The analysis included:
Categorization of new types (malware, phishing, ransomware, DDoS attacks, etc.)
Analysis of the most targeted countries
Reading for a year or more
Identification of Victorian sources (by country or type of label, if available)
Graphic presentation showing the geographic distribution of threats
Comparison of the number and response of countries
Tools used:
Python (Panda, Matplotlib, Seaborn)
Excel for data cleaning and processing
Tableau/Power BI for building an interactive dashboard
Jupyter Notebook for presenting the analysis and steps
Project outcomes:
Unveiling the new Cyber New York chief, identifying the most vulnerable countries, and helping build a clear understanding of the importance of strengthening digital defense and forensic threat awareness.
The analysis included:
Categorization of new types (malware, phishing, ransomware, DDoS attacks, etc.)

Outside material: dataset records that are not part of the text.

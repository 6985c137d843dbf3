// File: crates/candlechart-core/src/volume.rs
// Summary: Volume layer: one vertical bar per sample from zero up to its volume.

use crate::geometry::Point;
use crate::plotter::{PlotArea, Plotter};
use crate::series::{Extent, Sample};
use crate::surface::{LineStyle, Surface};
use crate::theme::CandleColors;

pub struct VolumePlotter<'a> {
    pub samples: &'a [Sample],
    pub colors: CandleColors,
}

impl<'a> VolumePlotter<'a> {
    pub fn new(samples: &'a [Sample], colors: CandleColors) -> Self {
        Self { samples, colors }
    }
}

impl Plotter for VolumePlotter<'_> {
    fn plot(&self, surface: &mut dyn Surface, area: &PlotArea<'_>) {
        let width = (area.rect.width() / self.samples.len().max(1) as f32 * 0.5).max(1.0);
        let base = area.y.to_px(0.0);
        for s in self.samples {
            let x = area.x.to_px(s.timestamp as f64);
            let style = LineStyle::solid(self.colors.for_direction(s.direction()), width);
            surface.stroke_line(&style, Point::new(x, base), Point::new(x, area.y.to_px(s.volume)));
        }
    }

    fn data_range(&self) -> Option<Extent> {
        Extent::of_volumes(self.samples)
    }
}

Analysis of the most targeted countries
Reading for a year or more
Identification of Victorian sources (by country or type of label, if available)
Graphic presentation showing the geographic distribution of threats
Comparison of the number and response of countries
Tools used:
Python (Panda, Matplotlib, Seaborn)
Excel for data cleaning and processing
Tableau/Power BI for building an interactive dashboard
Jupyter Notebook for presenting the analysis and steps
Project outcomes:
Unveiling the new Cyber New York chief, identifying the most vulnerable countries, and helping build a clear understanding of the importance of strengthening digital defense and forensic threat awareness.